A “frozen” dictionary for Python

Typing and inference discussions

  • Several comments want TypeScript-style inference: a frozendict literal should auto-infer a precise TypedDict type with Literal keys/values, i.e. “const dict” semantics purely at type-check time.
  • Others note PEPs for inline TypedDict already exist, and argue the real missing piece is structural typing for dicts (protocol-like) rather than relying on nominal TypedDict classes.
  • Some point out that current type checkers don’t infer TypedDicts automatically, and this feature doesn’t actually require frozendict at runtime.

Existing tools vs a builtin

  • Python already has MappingProxyType, which exposes a read-only view, but it doesn’t guarantee the underlying dict is not mutated elsewhere.
  • Multiple third‑party solutions are cited: pyrsistent (persistent maps/vectors), immutabledict, SQLAlchemy’s own frozendict, boltons.FrozenDict, JAX/Flax’s FrozenDict, etc.
  • One line of argument: the existence and wide use of these libraries shows a real need; another: the rarity of MappingProxyType use suggests demand is low.

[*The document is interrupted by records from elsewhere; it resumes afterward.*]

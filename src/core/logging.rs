use std::sync::OnceLock;

use tracing_appender::non_blocking::WorkerGuard;
use tracing_subscriber::layer::SubscriberExt;
use tracing_subscriber::util::SubscriberInitExt;

use crate::core::config::AppPaths;

static LOG_GUARD: OnceLock<WorkerGuard> = OnceLock::new();

pub fn init(paths: &AppPaths) {
    let log_dir = &paths.log_dir;
    let _ = std::fs::create_dir_all(log_dir);

    let file_appender = tracing_appender::rolling::daily(log_dir, "quillwright.log");
    let (non_blocking, guard) = tracing_appender::non_blocking(file_appender);
    let _ = LOG_GUARD.set(guard);

    let env_filter = tracing_subscriber::EnvFilter::try_from_default_env()
        .unwrap_or_else(|_| tracing_subscriber::EnvFilter::new("info"));

    let stderr_layer = tracing_subscriber::fmt::layer()
        .with_target(false)
        .with_writer(std::io::stderr);
    let file_layer = tracing_subscriber::fmt::layer()
        .with_target(false)
        .with_ansi(false)
        .with_writer(non_blocking);

    tracing_subscriber::registry()
        .with(env_filter)
        .with(stderr_layer)
        .with(file_layer)
        .init();
}
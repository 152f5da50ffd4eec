//! End-to-end exercise of the assistant pipeline with stub providers:
//! ingest a small corpus, retrieve by similarity, generate with the style
//! prompt, and round-trip a state snapshot.

use std::fs;
use std::path::Path;
use std::sync::Arc;

use async_trait::async_trait;
use tokio::sync::mpsc;

use quillwright::assistant::WritingAssistant;
use quillwright::core::config::service::AssistantConfig;
use quillwright::core::errors::AssistantError;
use quillwright::corpus::CorpusProcessor;
use quillwright::embeddings::EmbeddingProvider;
use quillwright::llm::{ChatRequest, LlmProvider};
use quillwright::store::{SqliteVectorStore, VectorStore};

const VOCAB: [&str; 4] = ["ocean", "mountain", "city", "writing"];

/// Deterministic embedder: term-frequency over a tiny fixed vocabulary.
struct KeywordEmbedder;

#[async_trait]
impl EmbeddingProvider for KeywordEmbedder {
    fn name(&self) -> &str {
        "keyword-stub"
    }

    async fn embed(&self, inputs: &[String]) -> Result<Vec<Vec<f32>>, AssistantError> {
        Ok(inputs
            .iter()
            .map(|text| {
                let lower = text.to_lowercase();
                VOCAB
                    .iter()
                    .map(|word| lower.matches(word).count() as f32)
                    .collect()
            })
            .collect())
    }

    fn dimensions(&self) -> usize {
        VOCAB.len()
    }
}

/// Stub LLM that echoes the final user prompt so tests can inspect it.
struct EchoLlm;

#[async_trait]
impl LlmProvider for EchoLlm {
    fn name(&self) -> &str {
        "echo-stub"
    }

    async fn health_check(&self) -> Result<bool, AssistantError> {
        Ok(true)
    }

    async fn chat(&self, request: ChatRequest) -> Result<String, AssistantError> {
        Ok(request
            .messages
            .last()
            .map(|m| m.content.clone())
            .unwrap_or_default())
    }

    async fn stream_chat(
        &self,
        request: ChatRequest,
    ) -> Result<mpsc::Receiver<Result<String, AssistantError>>, AssistantError> {
        let (tx, rx) = mpsc::channel(4);
        let content = request
            .messages
            .last()
            .map(|m| m.content.clone())
            .unwrap_or_default();
        tokio::spawn(async move {
            for piece in content.split_inclusive(' ') {
                if tx.send(Ok(piece.to_string())).await.is_err() {
                    return;
                }
            }
        });
        Ok(rx)
    }
}

async fn test_assistant(data_dir: &Path) -> WritingAssistant {
    let store = SqliteVectorStore::with_path(data_dir.join("index.db"))
        .await
        .unwrap();
    let store: Arc<dyn VectorStore> = Arc::new(store);

    WritingAssistant::new(
        CorpusProcessor::default(),
        Arc::new(KeywordEmbedder),
        store,
        Arc::new(EchoLlm),
        AssistantConfig::default(),
    )
}

fn write_corpus(dir: &Path) {
    fs::write(
        dir.join("Essay - The Ocean [nature].txt"),
        "The ocean stretches beyond the horizon. The ocean hides its depths.\n\n\
         Waves carry stories between the ocean and the shore.",
    )
    .unwrap();
    fs::write(
        dir.join("Reflection - Mountain Mornings [nature].txt"),
        "The mountain air clears the mind before the day begins.\n\n\
         Every mountain trail teaches patience.",
    )
    .unwrap();
    fs::write(
        dir.join("Substack - City Notes [urban].txt"),
        "The city never pauses, and neither does its noise.\n\n\
         Writing about the city means writing about motion.",
    )
    .unwrap();
}

#[tokio::test]
async fn ingest_then_retrieve_ranks_by_topic() {
    let dir = tempfile::tempdir().unwrap();
    write_corpus(dir.path());
    let assistant = test_assistant(dir.path()).await;

    let count = assistant.ingest_directory(dir.path(), false).await.unwrap();
    assert_eq!(count, 3);

    let results = assistant
        .retrieve("tell me about the ocean", Some(2), None)
        .await
        .unwrap();
    assert_eq!(results.len(), 2);
    assert_eq!(results[0].chunk.title, "Essay - The Ocean");
    assert!(results[0].score > results[1].score);
}

#[tokio::test]
async fn retrieve_honors_content_type_filter() {
    let dir = tempfile::tempdir().unwrap();
    write_corpus(dir.path());
    let assistant = test_assistant(dir.path()).await;
    assistant.ingest_directory(dir.path(), false).await.unwrap();

    let results = assistant
        .retrieve("ocean writing city", Some(5), Some("newsletter"))
        .await
        .unwrap();
    assert_eq!(results.len(), 1);
    assert_eq!(results[0].chunk.content_type, "newsletter");
}

#[tokio::test]
async fn generate_embeds_examples_and_style_guidance() {
    let dir = tempfile::tempdir().unwrap();
    write_corpus(dir.path());
    let assistant = test_assistant(dir.path()).await;
    assistant.ingest_directory(dir.path(), false).await.unwrap();

    let output = assistant
        .generate(
            "write an ocean piece [make this shorter]",
            None,
            Some(2),
            None,
        )
        .await
        .unwrap();

    assert!(output.contains("--- Example 1 (Content type: essay) ---"));
    assert!(output.contains("Title: Essay - The Ocean"));
    assert!(output.contains("Style guidance: shorter"));
    assert!(output.contains("write an ocean piece"));
}

#[tokio::test]
async fn explicit_style_wins_over_inline_directive() {
    let dir = tempfile::tempdir().unwrap();
    write_corpus(dir.path());
    let assistant = test_assistant(dir.path()).await;
    assistant.ingest_directory(dir.path(), false).await.unwrap();

    let output = assistant
        .generate(
            "write an ocean piece [make this shorter]",
            Some("more lyrical"),
            Some(1),
            None,
        )
        .await
        .unwrap();

    assert!(output.contains("Style guidance: more lyrical"));
    assert!(!output.contains("Style guidance: shorter"));
}

#[tokio::test]
async fn generate_on_empty_corpus_still_produces_prompt() {
    let dir = tempfile::tempdir().unwrap();
    let assistant = test_assistant(dir.path()).await;

    let output = assistant
        .generate("write something", None, None, None)
        .await
        .unwrap();

    assert!(output.contains("write something"));
}

#[tokio::test]
async fn streaming_generate_delivers_tokens() {
    let dir = tempfile::tempdir().unwrap();
    write_corpus(dir.path());
    let assistant = test_assistant(dir.path()).await;
    assistant.ingest_directory(dir.path(), false).await.unwrap();

    let mut rx = assistant
        .generate_streaming("write an ocean piece", None, Some(1), None)
        .await
        .unwrap();

    let mut assembled = String::new();
    while let Some(token) = rx.recv().await {
        assembled.push_str(&token.unwrap());
    }
    assert!(assembled.contains("write an ocean piece"));
}

#[tokio::test]
async fn reingest_replaces_rather_than_duplicates() {
    let dir = tempfile::tempdir().unwrap();
    write_corpus(dir.path());
    let assistant = test_assistant(dir.path()).await;

    assistant.ingest_directory(dir.path(), false).await.unwrap();
    assistant.ingest_directory(dir.path(), false).await.unwrap();

    let stats = assistant.stats().await.unwrap();
    assert_eq!(stats.total_chunks, 3);
    assert_eq!(stats.source_files, 3);
    assert_eq!(stats.chunks_by_type.get("essay"), Some(&1));
    assert_eq!(stats.chunks_by_type.get("newsletter"), Some(&1));
}

#[tokio::test]
async fn emptied_file_sheds_stale_chunks_on_reingest() {
    let dir = tempfile::tempdir().unwrap();
    let file = dir.path().join("Essay - Tides [nature].txt");
    fs::write(&file, "The ocean advances and retreats with the tides.").unwrap();
    let assistant = test_assistant(dir.path()).await;

    let count = assistant.ingest_directory(dir.path(), false).await.unwrap();
    assert_eq!(count, 1);

    fs::write(&file, "").unwrap();
    assistant.ingest_directory(dir.path(), false).await.unwrap();

    assert_eq!(assistant.stats().await.unwrap().total_chunks, 0);
}

#[tokio::test]
async fn importing_missing_snapshot_is_not_found() {
    let dir = tempfile::tempdir().unwrap();
    let assistant = test_assistant(dir.path()).await;

    let err = assistant
        .import_state(&dir.path().join("missing.json"))
        .await
        .unwrap_err();
    assert!(matches!(err, AssistantError::NotFound(_)));
}

#[tokio::test]
async fn export_import_round_trip() {
    let dir = tempfile::tempdir().unwrap();
    write_corpus(dir.path());
    let assistant = test_assistant(dir.path()).await;
    assistant.ingest_directory(dir.path(), false).await.unwrap();

    let snapshot = dir.path().join("snapshot.json");
    let exported = assistant.export_state(&snapshot).await.unwrap();
    assert_eq!(exported, 3);

    assistant.clear().await.unwrap();
    assert_eq!(assistant.stats().await.unwrap().total_chunks, 0);

    let imported = assistant.import_state(&snapshot).await.unwrap();
    assert_eq!(imported, 3);

    let results = assistant
        .retrieve("mountain trails", Some(1), None)
        .await
        .unwrap();
    assert_eq!(results[0].chunk.title, "Reflection - Mountain Mornings");
}

#[tokio::test]
async fn add_file_indexes_one_source() {
    let dir = tempfile::tempdir().unwrap();
    let file = dir.path().join("Podcast - Ocean Talk [audio].txt");
    fs::write(&file, "Welcome to the ocean podcast.").unwrap();
    let assistant = test_assistant(dir.path()).await;

    let count = assistant.add_file(&file).await.unwrap();
    assert_eq!(count, 1);

    // adding again replaces instead of duplicating
    assistant.add_file(&file).await.unwrap();
    let stats = assistant.stats().await.unwrap();
    assert_eq!(stats.total_chunks, 1);
    assert_eq!(stats.chunks_by_type.get("podcast"), Some(&1));
}
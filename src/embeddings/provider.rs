use async_trait::async_trait;

use crate::core::errors::AssistantError;

#[async_trait]
pub trait EmbeddingProvider: Send + Sync {
    /// return the provider name (e.g. "openai")
    fn name(&self) -> &str;

    /// generate one embedding per input text, in order
    async fn embed(&self, inputs: &[String]) -> Result<Vec<Vec<f32>>, AssistantError>;

    /// dimensionality of the vectors this provider produces
    fn dimensions(&self) -> usize;
}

Immutability depth, concurrency, and correctness

  • Pro‑frozendict comments emphasize: easier reasoning (“this mapping will never change”), safer sharing between threads/tasks, and better guarantees for cached results and APIs.
  • Critics note immutability is shallow: values can still mutate, so it’s not full thread safety or full functional-style immutability.
  • Some see it as a “half solution” compared to persistent structures (HAMT, pyrsistent), which support efficient copy-on-write and structural sharing.

Performance and implementation ideas

  • Discussion on whether dict -> frozendict can be optimized to O(1) when the dict has a single refcount, but this is complicated by name shadowing and current PEP explicitly specifying an O(n) copy.
  • Others mention potential JIT optimizations and contrast with functional implementations that use trees and path-copying.

Relationship to other Python types

  • Comparisons with namedtuple/dataclasses: those work when keys/fields are known at definition time; frozendict suits dynamic key sets or lookup tables.
  • Several people highlight that dict keys must be hashable, and the lack of hashable dicts today (forcing tuple-of-tuples hacks) is a concrete pain point.
  • Side debate on ordered dicts and whether sets should or shouldn’t have stable order, plus regret/approval about dict insertion-order becoming language-guaranteed.

Rationale and skepticism

  • Supporters cite concurrency, safer APIs, and hashable mappings as strong reasons for a builtin.
  • Skeptics argue the benefit over tuples/frozenset/custom wrappers is marginal, worry about encouraging heavy copying instead of true persistent structures, and question whether this belongs in the core language at all.